DATA FOR THIS EXERCISE Start Marker
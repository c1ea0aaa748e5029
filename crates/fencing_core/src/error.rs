use thiserror::Error;

/// Errors raised while loading or validating a [`crate::config::RemoteConfig`].
#[derive(Error, Debug)]
pub enum ConfigError {
    #[error("IO error reading {path}: {source}")]
    Io {
        path: String,
        #[source]
        source: std::io::Error,
    },

    #[error("Parse error: {0}")]
    Parse(#[from] serde_json::Error),

    #[error("Invalid config field `{field}`: {reason}")]
    Invalid { field: &'static str, reason: String },
}

/// Errors on the edges of the core: JSON decoding, configuration and scenario lookup.
///
/// Match-state transitions themselves never fail.
#[derive(Error, Debug)]
pub enum CoreError {
    #[error("Config error: {0}")]
    Config(#[from] ConfigError),

    #[error("JSON error: {0}")]
    Json(#[from] serde_json::Error),

    #[error("Unknown tutorial scenario: {0}")]
    UnknownScenario(String),

    #[error("Invalid tutorial scenario: {0}")]
    InvalidScenario(String),
}

impl CoreError {
    /// Whether the caller can fix the input and retry.
    pub fn is_recoverable(&self) -> bool {
        match self {
            CoreError::Config(ConfigError::Io { .. }) => true,
            CoreError::Config(_) => false,
            CoreError::Json(_) => true,
            CoreError::UnknownScenario(_) => true,
            CoreError::InvalidScenario(_) => false,
        }
    }
}

pub type Result<T> = std::result::Result<T, CoreError>;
DATA FOR THIS EXERCISE End Marker
▸ WORK REQUEST:
How many lines in these entries hold the string "Parse"? Answer with the number alone.

▸ REPLY:
2